TST Nº 44

22/5/2026

María Ingrid Rivero

Fundadora Kokun

“La maternidad no me quitó sueños; les dio un propósito mayor. Me enseñó que el amor también es fortaleza y que no necesitamos ser perfectas para inspirar”

“Más allá de los cargos o títulos, el rol más importante de mi vida es ser mamá. Mis hijos son mi motor, mi fuerza y mi mayor inspiración; ellos me recuerdan cada día por qué vale la pena seguir creciendo, incluso en medio de las dificultades”, nos dice para comenzar y agrega: “Soy comunicadora estratégica, líder institucional y emprendedora comprometida con la transformación social. A lo largo de mi trayectoria he trabajado en comunicación corporativa, liderazgo público y desarrollo humano, siempre con el propósito de generar un impacto real en las personas. Creo profundamente en el poder de la comunicación para transformar vidas cuando se ejerce con humanidad, conciencia y propósito. También fundé Kokun, una marca enfocada en promover un estilo de vida saludable bajo el concepto “Un mundo saludable”, porque para mí el bienestar es una forma de vivir. La maternidad transformó mi manera de liderar. Me enseñó que el verdadero liderazgo no se basa solo en resultados, sino también en la empatía, la escucha y la autenticidad. Aprendí que una mujer puede ser fuerte y sensible al mismo tiempo, y que inspirar vale más que imponer. Ser mamá me hizo valorar más el tiempo, la presencia y el impacto que dejamos en los demás”.

“Uno de los mayores desafíos ha sido encontrar equilibrio entre la vida profesional y la maternidad. Entendí que equilibrar no significa hacerlo todo perfectamente, sino actuar con amor, conciencia y propósito. Como muchas mujeres, he enfrentado cansancio, presión y dudas, pero también descubrí una fortaleza que no sabía que tenía. En medio de las responsabilidades diarias, procuro regalarles a mis hijos presencia real: escucharlos, compartir momentos simples y recordarles siempre cuánto valen. Quiero que crezcan entendiendo que el verdadero éxito no se mide solo por los logros, sino por los valores, la fe y la capacidad de levantarse ante las dificultades. Más que cosas materiales, deseo dejarles principios sólidos y el ejemplo de una mujer que nunca se rindió”.

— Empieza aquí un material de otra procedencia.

//! Conversational shopping agent.
//!
//! The agent is a tool-calling loop around an OpenAI-compatible chat model.
//! Its behavioral policy is an instruction string interpreted by the model,
//! not executable logic here; the default below can be replaced from
//! configuration. The crate contributes the tool contract and the loop, the
//! model contributes the reasoning.

mod chat;
mod tool;

pub use chat::{ChatBackend, ChatClient, ChatMessage, FunctionCall, ShoppingAgent, ToolCall};
pub use tool::{ProductSearchTool, Tool, ToolSpec, SEARCH_TOOL_NAME};

use crate::catalog::{Brand, Category};

/// Build the default instruction prompt.
///
/// The available brands and categories are interpolated from the catalog
/// enums so the prompt never drifts from the data.
pub fn default_instructions() -> String {
    let categories: Vec<&str> = Category::ALL.iter().map(|c| c.as_str()).collect();
    let brands: Vec<&str> = Brand::ALL.iter().map(|b| b.as_str()).collect();

    format!(
        "You are an expert shopping assistant for clothing and fashion. \
Help users find clothing items that fit their needs and preferences.\n\
\n\
When helping users:\n\
1. Ask clarifying questions when a request is vague (occasion, size, budget, style).\n\
2. Use the {tool} tool to look up products for concrete requests, passing \
brand, category, or price filters when the user states them.\n\
3. Present results in a friendly, organized way with price, brand, material, \
and colors.\n\
4. Suggest styling ideas or alternatives when it helps.\n\
5. Help users compare options against their criteria.\n\
\n\
Available product categories: {categories}\n\
Available brands: {brands}\n\
\n\
Be conversational and focus on what the user is really trying to achieve.",
        tool = SEARCH_TOOL_NAME,
        categories = categories.join(", "),
        brands = brands.join(", "),
    )
}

“Ser mamá le dio un sentido más profundo a mi vida. La maternidad no me quitó sueños; les dio un propósito mayor. Me enseñó que el amor también es fortaleza y que no necesitamos ser perfectas para inspirar. Hoy creo firmemente que cada madre tiene la capacidad de transformar vidas y dejar huella desde el amor, los valores y el ejemplo”.